"Below cost" is a term that is used to identify the sale of a good or service for an amount below the expense involved to create that product. The term is often utilized in retail settings in which goods are sold for less than the seller originally paid for them, as a means of attempting to minimize the amount of loss associated with those goods. Investors also sometimes sell assets below cost, either due to personal financial hardship or the desire to dispose of a security that is no longer worth the original purchase price. The strategy may also be used as a means of generating attention from consumers and ultimately capturing a larger market share.
One common example of selling goods below cost is a retailer who is either discontinuing a given product or who is in the process of closing one or more retail sites. In this scenario, the goods in question cannot be returned to the manufacturer for any type of credit. In order to recoup at least a portion of the funds invested in the initial purchase of those goods from manufacturers, the retailer will mark each unit with a price that is below the amount originally paid for each unit. While this move does nothing to increase the profitability of the business, it does allow the retailer to sell off inventory items rather than taking a full loss on them, a move that at least provides some financial benefit.

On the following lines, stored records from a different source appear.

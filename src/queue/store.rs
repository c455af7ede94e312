//! # Offline Queue Backing Store
//!
//! [`QueueStore`] is a small capability trait (§9: "model dynamic interfaces
//! as small capability sets with concrete variants") with two
//! implementations: [`SqliteQueueStore`], the durable default grounded on
//! the pack's `c2-router/src/offline.rs` (an embedded-SQLite durable
//! queue), and [`InMemoryQueueStore`], a test double that never touches
//! disk. Both honor the ordering contract of §4.7: [`QueueStore::get_all_operations`]
//! returns rows ordered by `priority DESC, queued_at ASC`.

use std::sync::Mutex;

use rusqlite::{params, Connection};

use crate::error::{MkvError, Result};
use crate::queue::types::{Priority, QueuedOperation};

/// Swappable durable backing store for [`crate::queue::processor::OfflineQueue`].
pub trait QueueStore: Send + Sync {
    fn store_operation(&self, op: &QueuedOperation) -> Result<()>;
    fn update_operation(&self, op: &QueuedOperation) -> Result<()>;
    /// All operations ordered by `priority DESC, queued_at_ms ASC` — the
    /// exact drain order §4.7 specifies.
    fn get_all_operations(&self) -> Result<Vec<QueuedOperation>>;
    fn remove_operation(&self, operation_id: &str) -> Result<()>;
    fn remove_operations(&self, operation_ids: &[String]) -> Result<()>;
    /// Remove operations older than `max_age_ms` as of `now_ms`; returns how
    /// many were removed.
    fn remove_expired(&self, now_ms: u64, max_age_ms: u64) -> Result<usize>;
    /// Evict the oldest `n` operations of `priority`; returns how many were
    /// actually evicted (fewer than `n` if the priority bucket is smaller).
    fn evict_oldest(&self, priority: Priority, n: usize) -> Result<usize>;
    fn count(&self, priority: Priority) -> Result<usize>;
    fn clear_all(&self) -> Result<()>;
}

const SCHEMA: &str = "
CREATE TABLE IF NOT EXISTS queued_operations (
    operation_id TEXT PRIMARY KEY,
    operation_type TEXT NOT NULL,
    priority INTEGER NOT NULL,
    command_data BLOB NOT NULL,
    queued_at INTEGER NOT NULL,
    attempts INTEGER NOT NULL,
    last_error TEXT
);
CREATE INDEX IF NOT EXISTS idx_queue_priority_queued_at ON queued_operations (priority DESC, queued_at ASC);
CREATE INDEX IF NOT EXISTS idx_queue_queued_at ON queued_operations (queued_at ASC);
";

/// Embedded-relational (SQLite, via `rusqlite`) durable queue store (§6's
/// "Persistence layout"). A single connection behind a mutex: §5 specifies
/// single-writer transactions for the backing store, and `rusqlite`'s
/// `Connection` is `!Sync` besides.
pub struct SqliteQueueStore {
    conn: Mutex<Connection>,
}

impl SqliteQueueStore {
    pub fn open(path: &str) -> Result<Self> {
        let conn = Connection::open(path)?;
        conn.execute_batch(SCHEMA)?;
        Ok(Self { conn: Mutex::new(conn) })
    }

    pub fn open_in_memory() -> Result<Self> {
        let conn = Connection::open_in_memory()?;
        conn.execute_batch(SCHEMA)?;
        Ok(Self { conn: Mutex::new(conn) })
    }

    fn row_to_operation(row: &rusqlite::Row) -> rusqlite::Result<QueuedOperation> {
        let priority_int: i64 = row.get(2)?;
        let priority = Priority::from_i64(priority_int).unwrap_or(Priority::Normal);
        Ok(QueuedOperation {
            operation_id: row.get(0)?,
            operation_type: row.get(1)?,
            priority,
            command_bytes: row.get(3)?,
            queued_at_ms: row.get::<_, i64>(4)? as u64,
            attempts: row.get::<_, i64>(5)? as u32,
            last_error: row.get(6)?,
        })
    }
}

impl QueueStore for SqliteQueueStore {
    fn store_operation(&self, op: &QueuedOperation) -> Result<()> {
        let conn = self.conn.lock().unwrap();
        conn.execute(
            "INSERT INTO queued_operations
             (operation_id, operation_type, priority, command_data, queued_at, attempts, last_error)
             VALUES (?1, ?2, ?3, ?4, ?5, ?6, ?7)",
            params![
                op.operation_id,
                op.operation_type,
                op.priority.as_i64(),
                op.command_bytes,
                op.queued_at_ms as i64,
                op.attempts as i64,
                op.last_error,
            ],
        )?;
        Ok(())
    }

    fn update_operation(&self, op: &QueuedOperation) -> Result<()> {
        let conn = self.conn.lock().unwrap();
        conn.execute(
            "UPDATE queued_operations SET attempts = ?1, last_error = ?2 WHERE operation_id = ?3",
            params![op.attempts as i64, op.last_error, op.operation_id],
        )?;
        Ok(())
    }

    fn get_all_operations(&self) -> Result<Vec<QueuedOperation>> {
        let conn = self.conn.lock().unwrap();
        let mut stmt = conn.prepare(
            "SELECT operation_id, operation_type, priority, command_data, queued_at, attempts, last_error
             FROM queued_operations ORDER BY priority DESC, queued_at ASC",
        )?;
        let rows = stmt.query_map([], Self::row_to_operation)?;
        let mut ops = Vec::new();
        for row in rows {
            ops.push(row?);
        }
        Ok(ops)
    }

    fn remove_operation(&self, operation_id: &str) -> Result<()> {
        let conn = self.conn.lock().unwrap();
        conn.execute("DELETE FROM queued_operations WHERE operation_id = ?1", params![operation_id])?;
        Ok(())
    }

    fn remove_operations(&self, operation_ids: &[String]) -> Result<()> {
        if operation_ids.is_empty() {
            return Ok(());
        }
        let mut conn = self.conn.lock().unwrap();
        let tx = conn.transaction()?;
        for id in operation_ids {
            tx.execute("DELETE FROM queued_operations WHERE operation_id = ?1", params![id])?;
        }
        tx.commit()?;
        Ok(())
    }

    fn remove_expired(&self, now_ms: u64, max_age_ms: u64) -> Result<usize> {
        let cutoff = now_ms.saturating_sub(max_age_ms) as i64;
        let conn = self.conn.lock().unwrap();
        let removed = conn.execute("DELETE FROM queued_operations WHERE queued_at < ?1", params![cutoff])?;
        Ok(removed)
    }

    fn evict_oldest(&self, priority: Priority, n: usize) -> Result<usize> {
        if n == 0 {
            return Ok(0);
        }
        let conn = self.conn.lock().unwrap();
        let removed = conn.execute(
            "DELETE FROM queued_operations WHERE operation_id IN (
                SELECT operation_id FROM queued_operations WHERE priority = ?1
                ORDER BY queued_at ASC LIMIT ?2
             )",
            params![priority.as_i64(), n as i64],
        )?;
        Ok(removed)
    }

    fn count(&self, priority: Priority) -> Result<usize> {
        let conn = self.conn.lock().unwrap();
        let count: i64 = conn.query_row(
            "SELECT COUNT(*) FROM queued_operations WHERE priority = ?1",
            params![priority.as_i64()],
            |row| row.get(0),
        )?;
        Ok(count as usize)
    }

    fn clear_all(&self) -> Result<()> {
        let conn = self.conn.lock().unwrap();
        conn.execute("DELETE FROM queued_operations", [])?;
        Ok(())
    }
}

/// Non-durable test double: a `Vec` behind a mutex, sorted on every read.
/// Used by unit tests that want `QueueStore` semantics without a SQLite
/// fixture.
#[derive(Default)]
pub struct InMemoryQueueStore {
    ops: Mutex<Vec<QueuedOperation>>,
}

impl InMemoryQueueStore {
    pub fn new() -> Self {
        Self::default()
    }
}

impl QueueStore for InMemoryQueueStore {
    fn store_operation(&self, op: &QueuedOperation) -> Result<()> {
        self.ops.lock().unwrap().push(op.clone());
        Ok(())
    }

    fn update_operation(&self, op: &QueuedOperation) -> Result<()> {
        let mut ops = self.ops.lock().unwrap();
        if let Some(existing) = ops.iter_mut().find(|o| o.operation_id == op.operation_id) {
            existing.attempts = op.attempts;
            existing.last_error = op.last_error.clone();
            Ok(())
        } else {
            Err(MkvError::queue_storage(format!("no such operation {}", op.operation_id)))
        }
    }

    fn get_all_operations(&self) -> Result<Vec<QueuedOperation>> {
        let mut ops = self.ops.lock().unwrap().clone();
        ops.sort_by(|a, b| b.priority.cmp(&a.priority).then(a.queued_at_ms.cmp(&b.queued_at_ms)));
        Ok(ops)
    }

    fn remove_operation(&self, operation_id: &str) -> Result<()> {
        self.ops.lock().unwrap().retain(|o| o.operation_id != operation_id);
        Ok(())
    }

    fn remove_operations(&self, operation_ids: &[String]) -> Result<()> {
        let ids: std::collections::HashSet<&String> = operation_ids.iter().collect();
        self.ops.lock().unwrap().retain(|o| !ids.contains(&o.operation_id));
        Ok(())
    }

    fn remove_expired(&self, now_ms: u64, max_age_ms: u64) -> Result<usize> {
        let cutoff = now_ms.saturating_sub(max_age_ms);
        let mut ops = self.ops.lock().unwrap();
        let before = ops.len();
        ops.retain(|o| o.queued_at_ms >= cutoff);
        Ok(before - ops.len())
    }

    fn evict_oldest(&self, priority: Priority, n: usize) -> Result<usize> {
        let mut ops = self.ops.lock().unwrap();
        let mut candidates: Vec<usize> = ops
            .iter()
            .enumerate()
            .filter(|(_, o)| o.priority == priority)
            .map(|(i, _)| i)
            .collect();
        candidates.sort_by_key(|&i| ops[i].queued_at_ms);
        let to_remove: std::collections::HashSet<usize> = candidates.into_iter().take(n).collect();
        let removed = to_remove.len();
        let mut idx = 0;
        ops.retain(|_| {
            let keep = !to_remove.contains(&idx);
            idx += 1;
            keep
        });
        Ok(removed)
    }

    fn count(&self, priority: Priority) -> Result<usize> {
        Ok(self.ops.lock().unwrap().iter().filter(|o| o.priority == priority).count())
    }

    fn clear_all(&self) -> Result<()> {
        self.ops.lock().unwrap().clear();
        Ok(())
    }
}

#[cfg(test)]
mod tests {
    use super::*;
    use crate::command::types::{Command, Op};

    fn op(priority: Priority, queued_at_ms: u64) -> QueuedOperation {
        let cmd = Command { id: "r".into(), op: Op::Get { key: "k".into() } };
        let mut o = QueuedOperation::new(&cmd, priority, queued_at_ms).unwrap();
        o.operation_id = format!("{}-{}", priority.as_i64(), queued_at_ms);
        o
    }

    fn exercise_ordering(store: &dyn QueueStore) {
        store.store_operation(&op(Priority::Low, 10)).unwrap();
        store.store_operation(&op(Priority::High, 20)).unwrap();
        store.store_operation(&op(Priority::High, 5)).unwrap();
        store.store_operation(&op(Priority::Normal, 15)).unwrap();

        let all = store.get_all_operations().unwrap();
        let ids: Vec<&str> = all.iter().map(|o| o.operation_id.as_str()).collect();
        assert_eq!(ids, vec!["2-5", "2-20", "1-15", "0-10"]);
    }

    #[test]
    fn sqlite_store_orders_by_priority_desc_then_fifo() {
        let store = SqliteQueueStore::open_in_memory().unwrap();
        exercise_ordering(&store);
    }

    #[test]
    fn in_memory_store_orders_by_priority_desc_then_fifo() {
        let store = InMemoryQueueStore::new();
        exercise_ordering(&store);
    }

    #[test]
    fn sqlite_store_evicts_oldest_of_a_priority() {
        let store = SqliteQueueStore::open_in_memory().unwrap();
        store.store_operation(&op(Priority::Low, 10)).unwrap();
        store.store_operation(&op(Priority::Low, 20)).unwrap();
        store.store_operation(&op(Priority::Low, 30)).unwrap();
        let evicted = store.evict_oldest(Priority::Low, 2).unwrap();
        assert_eq!(evicted, 2);
        let remaining = store.get_all_operations().unwrap();
        assert_eq!(remaining.len(), 1);
        assert_eq!(remaining[0].operation_id, "0-30");
    }

    #[test]
    fn sqlite_store_removes_expired() {
        let store = SqliteQueueStore::open_in_memory().unwrap();
        store.store_operation(&op(Priority::Normal, 1_000)).unwrap();
        store.store_operation(&op(Priority::Normal, 100_000)).unwrap();
        let removed = store.remove_expired(200_000, 50_000).unwrap();
        assert_eq!(removed, 1);
        assert_eq!(store.get_all_operations().unwrap().len(), 1);
    }

    #[test]
    fn sqlite_store_update_sets_attempts_and_error() {
        let store = SqliteQueueStore::open_in_memory().unwrap();
        let mut o = op(Priority::Normal, 1);
        store.store_operation(&o).unwrap();
        o.attempts = 2;
        o.last_error = Some("boom".into());
        store.update_operation(&o).unwrap();
        let all = store.get_all_operations().unwrap();
        assert_eq!(all[0].attempts, 2);
        assert_eq!(all[0].last_error.as_deref(), Some("boom"));
    }
}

Investors may also use the strategy of selling below cost from time to time. This is particularly true when an asset has taken a sudden dive in value. Assuming the investor has reason to believe that the asset will not level off and eventually begin to appreciate in value once more, he or she may determine that selling the security before the unit price drops any lower is the most prudent course of action. By doing so, the investor effectively avoids incurring any additional losses, and can use the funds to purchase a new security that is expected to earn some sort of profit within a reasonable period of time. As a bonus, the investor can use the loss generated by selling below cost as a tax deduction in many cases.
While the concept of selling below cost is often seen as a strategy that is used to prevent further losses, there are situations in which the approach is used as a means of generating some sort of market share increase. Companies may choose to offer one or more products at a loss in order to capture additional attention from consumers. The idea is that once consumers try the products and get to know the company, they will investigate other products in the line. Assuming those consumers begin to purchase additional products from the company, the losses sustained by selling a couple of products below cost is eventually offset by the profits made on the other items. Once the company has increased the clientele and stimulated sales for its entire line, it may even be possible to begin incrementally increasing the prices of those items sold below cost, eventually making those specific products profitable once more.